(Saved entries)
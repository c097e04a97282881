//! AVX2 + FMA lanes (W = 8)
//!
//! Masked access uses `vmaskmovps`, which suppresses faults on inactive
//! lanes.

use std::arch::x86_64::*;

use super::Lanes;
use crate::simd::SimdLevel;

const LANES: usize = 8;

/// 256-bit AVX2 register of eight f32 lanes
#[derive(Copy, Clone, Debug)]
pub struct Avx2;

/// Lane mask with lanes `[lo, hi)` set
#[inline(always)]
unsafe fn lane_mask(lo: usize, hi: usize) -> __m256i {
    let idx = _mm256_setr_epi32(0, 1, 2, 3, 4, 5, 6, 7);
    let above_lo = _mm256_cmpgt_epi32(idx, _mm256_set1_epi32(lo as i32 - 1));
    let below_hi = _mm256_cmpgt_epi32(_mm256_set1_epi32(hi as i32), idx);
    _mm256_and_si256(above_lo, below_hi)
}

unsafe impl Lanes for Avx2 {
    const WIDTH: usize = LANES;
    const LEVEL: SimdLevel = SimdLevel::Avx2Fma;
    type V = __m256;

    #[inline(always)]
    unsafe fn zero() -> __m256 {
        _mm256_setzero_ps()
    }

    #[inline(always)]
    unsafe fn splat(x: f32) -> __m256 {
        _mm256_set1_ps(x)
    }

    #[inline(always)]
    unsafe fn load(p: *const f32) -> __m256 {
        _mm256_loadu_ps(p)
    }

    #[inline(always)]
    unsafe fn load_aligned(p: *const f32) -> __m256 {
        _mm256_load_ps(p)
    }

    #[inline(always)]
    unsafe fn store(p: *mut f32, v: __m256) {
        _mm256_storeu_ps(p, v)
    }

    #[inline(always)]
    unsafe fn store_aligned(p: *mut f32, v: __m256) {
        _mm256_store_ps(p, v)
    }

    #[inline(always)]
    unsafe fn load_masked(p: *const f32, lo: usize, hi: usize) -> __m256 {
        _mm256_maskload_ps(p, lane_mask(lo, hi))
    }

    #[inline(always)]
    unsafe fn store_masked(p: *mut f32, v: __m256, n: usize) {
        _mm256_maskstore_ps(p, lane_mask(0, n), v)
    }

    #[inline(always)]
    unsafe fn add(a: __m256, b: __m256) -> __m256 {
        _mm256_add_ps(a, b)
    }

    #[inline(always)]
    unsafe fn sub(a: __m256, b: __m256) -> __m256 {
        _mm256_sub_ps(a, b)
    }

    #[inline(always)]
    unsafe fn mul(a: __m256, b: __m256) -> __m256 {
        _mm256_mul_ps(a, b)
    }

    #[inline(always)]
    unsafe fn div(a: __m256, b: __m256) -> __m256 {
        _mm256_div_ps(a, b)
    }

    #[inline(always)]
    unsafe fn fmadd(a: __m256, b: __m256, c: __m256) -> __m256 {
        _mm256_fmadd_ps(a, b, c)
    }

    #[inline(always)]
    unsafe fn max(a: __m256, b: __m256) -> __m256 {
        _mm256_max_ps(a, b)
    }

    #[inline(always)]
    unsafe fn min(a: __m256, b: __m256) -> __m256 {
        _mm256_min_ps(a, b)
    }

    #[inline(always)]
    unsafe fn abs(a: __m256) -> __m256 {
        _mm256_andnot_ps(_mm256_set1_ps(-0.0), a)
    }

    #[inline(always)]
    unsafe fn select_gt(a: __m256, b: __m256, t: __m256, f: __m256) -> __m256 {
        _mm256_blendv_ps(f, t, _mm256_cmp_ps::<_CMP_GT_OQ>(a, b))
    }

    #[inline(always)]
    unsafe fn reduce_sum(v: __m256) -> f32 {
        let lo = _mm256_castps256_ps128(v);
        let hi = _mm256_extractf128_ps::<1>(v);
        let v = _mm_add_ps(lo, hi);
        let hi = _mm_movehl_ps(v, v);
        let sums = _mm_add_ps(v, hi);
        let shuf = _mm_shuffle_ps::<0b01>(sums, sums);
        _mm_cvtss_f32(_mm_add_ss(sums, shuf))
    }

    #[inline(always)]
    unsafe fn round_exp2(y: __m256) -> (__m256, __m256) {
        let n = _mm256_round_ps::<{ _MM_FROUND_TO_NEAREST_INT | _MM_FROUND_NO_EXC }>(y);
        // 2^n = reinterpret((n + 127) << 23)
        let n_i32 = _mm256_cvtps_epi32(n);
        let exp_bits = _mm256_slli_epi32::<23>(_mm256_add_epi32(n_i32, _mm256_set1_epi32(127)));
        (n, _mm256_castsi256_ps(exp_bits))
    }

    #[inline(always)]
    unsafe fn frexp(x: __m256) -> (__m256, __m256) {
        let bits = _mm256_castps_si256(x);
        let exp = _mm256_sub_epi32(_mm256_srli_epi32::<23>(bits), _mm256_set1_epi32(127));
        let m_bits = _mm256_or_si256(
            _mm256_and_si256(bits, _mm256_set1_epi32(0x007F_FFFF)),
            _mm256_set1_epi32(0x3F80_0000),
        );
        (_mm256_cvtepi32_ps(exp), _mm256_castsi256_ps(m_bits))
    }

    #[inline(always)]
    unsafe fn deinterleave(a: __m256, b: __m256) -> (__m256, __m256) {
        // In-lane shuffles leave 64-bit groups ordered [a0 b0 a1 b1]; 0xD8
        // restores pair order.
        let first = _mm256_shuffle_ps::<0x88>(a, b);
        let second = _mm256_shuffle_ps::<0xDD>(a, b);
        (
            _mm256_castpd_ps(_mm256_permute4x64_pd::<0xD8>(_mm256_castps_pd(first))),
            _mm256_castpd_ps(_mm256_permute4x64_pd::<0xD8>(_mm256_castps_pd(second))),
        )
    }

    #[inline(always)]
    unsafe fn interleave(first: __m256, second: __m256) -> (__m256, __m256) {
        let lo = _mm256_unpacklo_ps(first, second);
        let hi = _mm256_unpackhi_ps(first, second);
        (
            _mm256_permute2f128_ps::<0x20>(lo, hi),
            _mm256_permute2f128_ps::<0x31>(lo, hi),
        )
    }
}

Exercise brief — Above are the records; from them, give again exactly the lines from the one containing "Lane mask with" through the one containing "let above_lo = _mm256_cmpgt_epi32(idx, _mm256_set1_epi32(lo", both included.

Task response —
/// Lane mask with lanes `[lo, hi)` set
#[inline(always)]
unsafe fn lane_mask(lo: usize, hi: usize) -> __m256i {
    let idx = _mm256_setr_epi32(0, 1, 2, 3, 4, 5, 6, 7);
    let above_lo = _mm256_cmpgt_epi32(idx, _mm256_set1_epi32(lo as i32 - 1));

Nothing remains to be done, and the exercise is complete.